THE RECORDS: Begin

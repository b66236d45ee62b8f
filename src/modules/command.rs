//! Command synthesis
//!
//! Turns a [`ParameterStore`] into an argument vector for the wrapped tool.
//! The result is always handed to a process spawn as separate tokens; it is
//! never joined into a shell string for execution.

use super::params::ParameterStore;
use serde::{Deserialize, Serialize};
use std::fmt;
use std::path::{Path, PathBuf};

/// The final token sequence handed to process execution:
/// `[interpreter, script, flags..., passthrough...]`
#[derive(Debug, Clone, PartialEq, Eq, Serialize, Deserialize)]
pub struct Invocation {
    tokens: Vec<String>,
}

impl Invocation {
    pub fn new(tokens: Vec<String>) -> Self {
        Self { tokens }
    }

    /// Executable to spawn
    pub fn program(&self) -> Option<&str> {
        self.tokens.first().map(String::as_str)
    }

    /// Arguments following the executable
    pub fn args(&self) -> &[String] {
        self.tokens.get(1..).unwrap_or(&[])
    }

    pub fn tokens(&self) -> &[String] {
        &self.tokens
    }

    pub fn into_tokens(self) -> Vec<String> {
        self.tokens
    }

    pub fn is_empty(&self) -> bool {
        self.tokens.is_empty()
    }
}

impl fmt::Display for Invocation {
    /// Shell-quoted rendering, for logs and dry runs only
    fn fmt(&self, f: &mut fmt::Formatter<'_>) -> fmt::Result {
        f.write_str(&shell_words::join(&self.tokens))
    }
}

/// Format a parameter name as a command-line flag: `-x` or `--name`
pub fn flag_for(name: &str) -> String {
    if name.chars().count() == 1 {
        format!("-{}", name)
    } else {
        format!("--{}", name)
    }
}

/// Split raw passthrough text into tokens
///
/// Uses POSIX word splitting without any expansion. Text with unbalanced
/// quotes falls back to whitespace splitting.
pub fn split_passthrough(raw: &str) -> Vec<String> {
    match shell_words::split(raw) {
        Ok(tokens) => tokens,
        Err(e) => {
            tracing::warn!("Passthrough arguments are not well quoted ({}), splitting on whitespace", e);
            raw.split_whitespace().map(String::from).collect()
        }
    }
}

/// Builds invocations for one wrapped tool
#[derive(Debug, Clone, PartialEq, Eq)]
pub struct CommandSynthesizer {
    interpreter: PathBuf,
    script: PathBuf,
}

impl CommandSynthesizer {
    pub fn new(interpreter: impl Into<PathBuf>, script: impl Into<PathBuf>) -> Self {
        Self {
            interpreter: interpreter.into(),
            script: script.into(),
        }
    }

    pub fn interpreter(&self) -> &Path {
        &self.interpreter
    }

    pub fn script(&self) -> &Path {
        &self.script
    }

    /// Flag tokens for every set, non-empty parameter in store order
    pub fn flags(&self, store: &ParameterStore) -> Vec<String> {
        let mut tokens = Vec::new();
        for (name, param) in store.iter() {
            match param.value.as_deref() {
                Some(value) if !value.is_empty() => {
                    tokens.push(flag_for(name));
                    tokens.push(value.to_string());
                }
                _ => {}
            }
        }
        tokens
    }

    /// Build a fresh invocation from the current store contents
    ///
    /// The passthrough value is appended unvalidated. It is safe only because
    /// the invocation is executed as an argument vector.
    pub fn synthesize(&self, store: &ParameterStore) -> Invocation {
        let mut tokens = vec![
            self.interpreter.to_string_lossy().into_owned(),
            self.script.to_string_lossy().into_owned(),
        ];
        tokens.extend(self.flags(store));
        if let Some(raw) = store.passthrough() {
            tokens.extend(split_passthrough(raw));
        }
        Invocation::new(tokens)
    }
}

#[cfg(test)]
mod tests {
    use super::super::params::{ParamSpec, PASSTHROUGH_KEY};
    use super::super::validation::ValidationRegistry;
    use super::*;

    fn synth() -> CommandSynthesizer {
        CommandSynthesizer::new("/usr/bin/python3", "/opt/tool/tool.py")
    }

    fn store() -> ParameterStore {
        ParameterStore::with_specs(
            ValidationRegistry::new(),
            &[
                ParamSpec::new("mode", ""),
                ParamSpec::new("n", ""),
                ParamSpec::new("output", ""),
                ParamSpec::new(PASSTHROUGH_KEY, ""),
            ],
        )
    }

    #[test]
    fn test_flag_for() {
        assert_eq!(flag_for("n"), "-n");
        assert_eq!(flag_for("publickey"), "--publickey");
        assert_eq!(flag_for("é"), "-é");
    }

    #[test]
    fn test_synthesize_orders_by_insertion() {
        let mut store = store();
        store.set("output", "out.txt").unwrap();
        store.set("mode", "fermat").unwrap();

        let inv = synth().synthesize(&store);
        assert_eq!(
            inv.tokens(),
            &[
                "/usr/bin/python3",
                "/opt/tool/tool.py",
                "--mode",
                "fermat",
                "--output",
                "out.txt"
            ]
        );
        assert_eq!(inv.program(), Some("/usr/bin/python3"));
    }

    #[test]
    fn test_empty_values_are_skipped() {
        let mut store = store();
        store.set("n", "").unwrap();
        let inv = synth().synthesize(&store);
        assert_eq!(inv.args(), &["/opt/tool/tool.py"]);
    }

    #[test]
    fn test_values_with_spaces_stay_single_tokens() {
        let mut store = store();
        store.set("output", "my file.txt").unwrap();
        let inv = synth().synthesize(&store);
        assert_eq!(inv.tokens().last().map(String::as_str), Some("my file.txt"));
        assert!(inv.to_string().ends_with("'my file.txt'"));
    }

    #[test]
    fn test_split_passthrough() {
        assert_eq!(
            split_passthrough("--verbose --depth 3"),
            vec!["--verbose", "--depth", "3"]
        );
        assert_eq!(split_passthrough("--msg 'a b'"), vec!["--msg", "a b"]);
        assert_eq!(split_passthrough("--msg 'a b"), vec!["--msg", "'a", "b"]);
        assert_eq!(split_passthrough("x; rm -rf /"), vec!["x;", "rm", "-rf", "/"]);
    }
}
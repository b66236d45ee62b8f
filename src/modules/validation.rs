//! Validation registry for module parameters
//!
//! Every module type carries a table mapping parameter names to validation
//! rules. A rule is a pure function from `(name, value)` to a [`Verdict`];
//! names without a registered rule fall through to [`rules::accept_any`].
//!
//! Validation never fails with an error. It reports a structured verdict and
//! leaves it to the parameter store to turn a rejection into
//! [`ModuleError::Validation`](super::ModuleError::Validation).

use std::collections::{HashMap, HashSet};
use std::fmt;
use std::sync::Arc;

/// Outcome of validating one parameter value
#[derive(Debug, Clone, PartialEq, Eq)]
pub struct Verdict {
    /// Whether the value may be stored
    pub accepted: bool,
    /// Human-readable rejection reason, empty when accepted
    pub reason: String,
}

impl Verdict {
    /// An accepting verdict with an empty reason
    pub fn accept() -> Self {
        Self {
            accepted: true,
            reason: String::new(),
        }
    }

    /// A rejecting verdict
    pub fn reject(reason: impl Into<String>) -> Self {
        Self {
            accepted: false,
            reason: reason.into(),
        }
    }

    /// View as the `(accepted, reason)` pair
    pub fn as_pair(&self) -> (bool, &str) {
        (self.accepted, self.reason.as_str())
    }
}

/// A validation rule: pure, side-effect free, `(name, value) -> verdict`
pub type Rule = Arc<dyn Fn(&str, &str) -> Verdict + Send + Sync>;

/// An immutable, case-sensitive set of permitted tokens
#[derive(Debug, Clone, PartialEq, Eq)]
pub struct AllowedValues {
    values: HashSet<&'static str>,
}

impl AllowedValues {
    pub fn new(values: impl IntoIterator<Item = &'static str>) -> Self {
        Self {
            values: values.into_iter().collect(),
        }
    }

    /// Exact membership test
    pub fn contains(&self, value: &str) -> bool {
        self.values.contains(value)
    }

    pub fn len(&self) -> usize {
        self.values.len()
    }

    pub fn is_empty(&self) -> bool {
        self.values.is_empty()
    }

    /// Members in sorted order, for display
    pub fn sorted(&self) -> Vec<&'static str> {
        let mut values: Vec<_> = self.values.iter().copied().collect();
        values.sort_unstable();
        values
    }
}

/// Lookup table from parameter name to validation rule
///
/// Registration is first-wins: once a name has a rule, later registrations
/// for the same name are ignored. Building a registry in precedence order
/// therefore gives exactly one applicable rule per name.
#[derive(Clone)]
pub struct ValidationRegistry {
    rules: HashMap<String, Rule>,
    fallback: Rule,
}

impl ValidationRegistry {
    /// Create a registry where every name is accepted
    pub fn new() -> Self {
        Self {
            rules: HashMap::new(),
            fallback: rules::accept_any(),
        }
    }

    /// Register a rule for one parameter name
    pub fn register(&mut self, name: impl Into<String>, rule: Rule) -> &mut Self {
        let name = name.into();
        if self.rules.contains_key(&name) {
            tracing::debug!("Ignoring duplicate validation rule for '{}'", name);
        } else {
            self.rules.insert(name, rule);
        }
        self
    }

    /// Register the same rule for a family of parameter names
    pub fn register_family<'a>(
        &mut self,
        names: impl IntoIterator<Item = &'a str>,
        rule: Rule,
    ) -> &mut Self {
        for name in names {
            self.register(name, Arc::clone(&rule));
        }
        self
    }

    /// Whether a dedicated rule exists for `name`
    pub fn has_rule(&self, name: &str) -> bool {
        self.rules.contains_key(name)
    }

    /// Validate a candidate value for `name`
    pub fn validate(&self, name: &str, value: &str) -> Verdict {
        let rule = self.rules.get(name).unwrap_or(&self.fallback);
        rule(name, value)
    }
}

impl Default for ValidationRegistry {
    fn default() -> Self {
        Self::new()
    }
}

impl fmt::Debug for ValidationRegistry {
    fn fmt(&self, f: &mut fmt::Formatter<'_>) -> fmt::Result {
        let mut names: Vec<_> = self.rules.keys().collect();
        names.sort();
        f.debug_struct("ValidationRegistry")
            .field("rules", &names)
            .finish()
    }
}

/// Built-in rule constructors
pub mod rules {
    use super::{AllowedValues, Rule, Verdict};
    use std::path::Path;
    use std::sync::Arc;

    /// Wildcard glyph that marks a value as a glob pattern
    pub const WILDCARD: char = '*';

    /// Prefix that introduces a hexadecimal literal
    pub const HEX_PREFIX: &str = "0x";

    /// Accept only exact members of `allowed`
    pub fn one_of(allowed: &'static AllowedValues, reason: &'static str) -> Rule {
        Arc::new(move |_name: &str, value: &str| {
            if allowed.contains(value) {
                Verdict::accept()
            } else {
                Verdict::reject(reason)
            }
        })
    }

    /// Accept glob patterns or paths to existing readable files
    ///
    /// The wildcard test is a plain substring check; glob syntax is not
    /// validated here.
    pub fn file_or_wildcard(reason: &'static str) -> Rule {
        Arc::new(move |_name: &str, value: &str| {
            if value.contains(WILDCARD) || is_readable_file(value) {
                Verdict::accept()
            } else {
                Verdict::reject(reason)
            }
        })
    }

    /// Accept base-10 integers or `0x`-prefixed hex literals of any length
    pub fn integer_or_hex(reason: &'static str) -> Rule {
        Arc::new(move |_name: &str, value: &str| {
            if is_decimal(value) || is_prefixed_hex(value) {
                Verdict::accept()
            } else {
                Verdict::reject(reason)
            }
        })
    }

    /// Accept anything, verbatim
    ///
    /// This is the fallback for free-form tool flags and is allow-all on
    /// purpose.
    pub fn accept_any() -> Rule {
        Arc::new(|_name: &str, _value: &str| Verdict::accept())
    }

    fn is_readable_file(value: &str) -> bool {
        let path = Path::new(value);
        path.is_file() && std::fs::File::open(path).is_ok()
    }

    /// Optional sign followed by at least one ASCII digit
    pub(crate) fn is_decimal(value: &str) -> bool {
        let digits = value
            .strip_prefix('-')
            .or_else(|| value.strip_prefix('+'))
            .unwrap_or(value);
        !digits.is_empty() && digits.bytes().all(|b| b.is_ascii_digit())
    }

    /// `0x` followed by at least one hex digit and nothing else
    pub(crate) fn is_prefixed_hex(value: &str) -> bool {
        match value.strip_prefix(HEX_PREFIX) {
            Some(digits) => !digits.is_empty() && digits.bytes().all(|b| b.is_ascii_hexdigit()),
            None => false,
        }
    }
}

THE RECORDS: End

§ **DESCRIPTION OF THE TASK**:
Please copy each line of the entries in which the word "extend" shows up.

§ **EXERCISE SOLUTION**:
        tokens.extend(self.flags(store));
            tokens.extend(split_passthrough(raw));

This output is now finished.